EXERCISE INSTRUCTIONS. When a line in the data below includes "SIGTERM", pick it out and copy it.

-- DATASET RECORDS follows --

//! ==============================================================================
//! main.rs - ecowitt direct entry point
//! ==============================================================================
//!
//! purpose:
//!     polls an ecowitt gateway's live-data feed on a fixed cadence, keeps the
//!     latest converted reading in memory, optionally forwards each reading to
//!     influxdb and answers queries about it over a local http api.
//!
//! responsibilities:
//!     - load configuration and set up logging
//!     - build the shared snapshot store and stats counters
//!     - run the poll loop and the api server as tasks
//!     - stop both cleanly on ctrl-c or SIGTERM (docker stop)
//!
//! relationships:
//!     - uses: config.rs, poller.rs, api.rs, fetcher.rs, sink.rs
//!     - shares: snapshot.rs (SnapshotStore), stats.rs (Stats)
//!
//! architecture:
//!
//!     ┌──────────────┐   fetch    ┌──────────────┐  write   ┌──────────┐
//!     │   gateway    │ <───────── │  poll loop   │ ───────> │ influxdb │
//!     └──────────────┘            └──────┬───────┘          └──────────┘
//!                                        │ publish / record
//!                            ┌───────────┴───────────┐
//!                            │ SnapshotStore + Stats │
//!                            └───────────┬───────────┘
//!                                        │ read / snapshot
//!                                 ┌──────┴───────┐
//!                                 │   http api   │ <── clients
//!                                 └──────────────┘
//!
//! ==============================================================================

mod api;
mod config;
mod convert;
mod domain;
mod error;
mod fetcher;
mod poller;
mod sink;
mod snapshot;
mod stats;

use anyhow::Result;
use std::future::Future;
use tokio::sync::watch;
use tracing_subscriber::EnvFilter;

// ==============================================================================
// main entry point
// ==============================================================================

#[tokio::main]
async fn main() -> Result<()> {
    // step 1: load configuration. the real subscriber needs the configured
    // level, so loading logs through a temporary one.
    let config = tracing::subscriber::with_default(
        tracing_subscriber::fmt().with_env_filter(env_filter("info")).finish(),
        config::StationConfig::load_or_default,
    )?;

    // step 2: logging, RUST_LOG wins over [logging] level
    tracing_subscriber::fmt()
        .with_env_filter(env_filter(&config.logging.level))
        .init();

    tracing::info!("===========================================================");
    tracing::info!("  LocalWeather Server v{}", api::BUILD);
    tracing::info!("===========================================================");
    config.print_summary();

    // step 3: shared state
    let store = snapshot::SnapshotStore::new();
    let stats = stats::Stats::new();

    // step 4: fetcher and optional sink
    let fetcher = fetcher::DeviceFetcher::new(config.device.url(), config.device.fetch_timeout())?;
    let sink = if config.influxdb.enable {
        tracing::info!(
            "[STARTUP] Forwarding to InfluxDB at {}:{} db={}",
            config.influxdb.host,
            config.influxdb.port,
            config.influxdb.db
        );
        Some(sink::InfluxSink::new(&config.influxdb)?)
    } else {
        None
    };

    // step 5: poll loop
    let (shutdown_tx, shutdown_rx) = watch::channel(false);
    let poller = poller::Poller::new(
        poller::PollSettings::from_config(&config),
        fetcher,
        sink,
        store.clone(),
        stats.clone(),
    );
    let poll_task = tokio::spawn(poller.run(shutdown_rx.clone()));

    // step 6: api server
    let api_task = if config.api.enable {
        let state = api::ApiState::new(store, stats, &config.device.url());
        let api_config = config.api.clone();
        let shutdown = shutdown_rx.clone();
        Some(tokio::spawn(async move {
            if let Err(e) = api::serve(&api_config, state, shutdown).await {
                tracing::error!("[API] Server error: {:#}", e);
            }
        }))
    } else {
        tracing::info!("[STARTUP] API disabled");
        None
    };

    // step 7: wait for ctrl-c or SIGTERM, then stop both tasks
    let signal = shutdown_signal().await?;
    tracing::info!("[SHUTDOWN] {} received, stopping", signal);
    let _ = shutdown_tx.send(true);

    if let Err(e) = poll_task.await {
        tracing::error!("[SHUTDOWN] Poll loop ended abnormally: {}", e);
    }
    if let Some(task) = api_task {
        if let Err(e) = task.await {
            tracing::error!("[SHUTDOWN] API ended abnormally: {}", e);
        }
    }

    tracing::info!("[SHUTDOWN] Done");
    Ok(())
}

/// resolves on the first of ctrl-c or SIGTERM, naming which one
async fn shutdown_signal() -> Result<&'static str> {
    #[cfg(unix)]
    let mut terminate = tokio::signal::unix::signal(tokio::signal::unix::SignalKind::terminate())?;
    #[cfg(unix)]
    let terminate = terminate.recv();
    #[cfg(not(unix))]
    let terminate = std::future::pending::<Option<()>>();

    first_signal(tokio::signal::ctrl_c(), terminate).await
}

async fn first_signal(
    interrupt: impl Future<Output = std::io::Result<()>>,
    terminate: impl Future<Output = Option<()>>,
) -> Result<&'static str> {
    tokio::select! {
        result = interrupt => {
            result?;
            Ok("ctrl-c")
        }
        _ = terminate => Ok("SIGTERM"),
    }
}

/// RUST_LOG if set and valid, else `fallback`
fn env_filter(fallback: &str) -> EnvFilter {
    EnvFilter::try_from_default_env().unwrap_or_else(|_| EnvFilter::new(fallback))
}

-- DATASET RECORDS concluded --

PROBLEM SOLUTION.
//!     - stop both cleanly on ctrl-c or SIGTERM (docker stop)
    // step 7: wait for ctrl-c or SIGTERM, then stop both tasks
/// resolves on the first of ctrl-c or SIGTERM, naming which one
        _ = terminate => Ok("SIGTERM"),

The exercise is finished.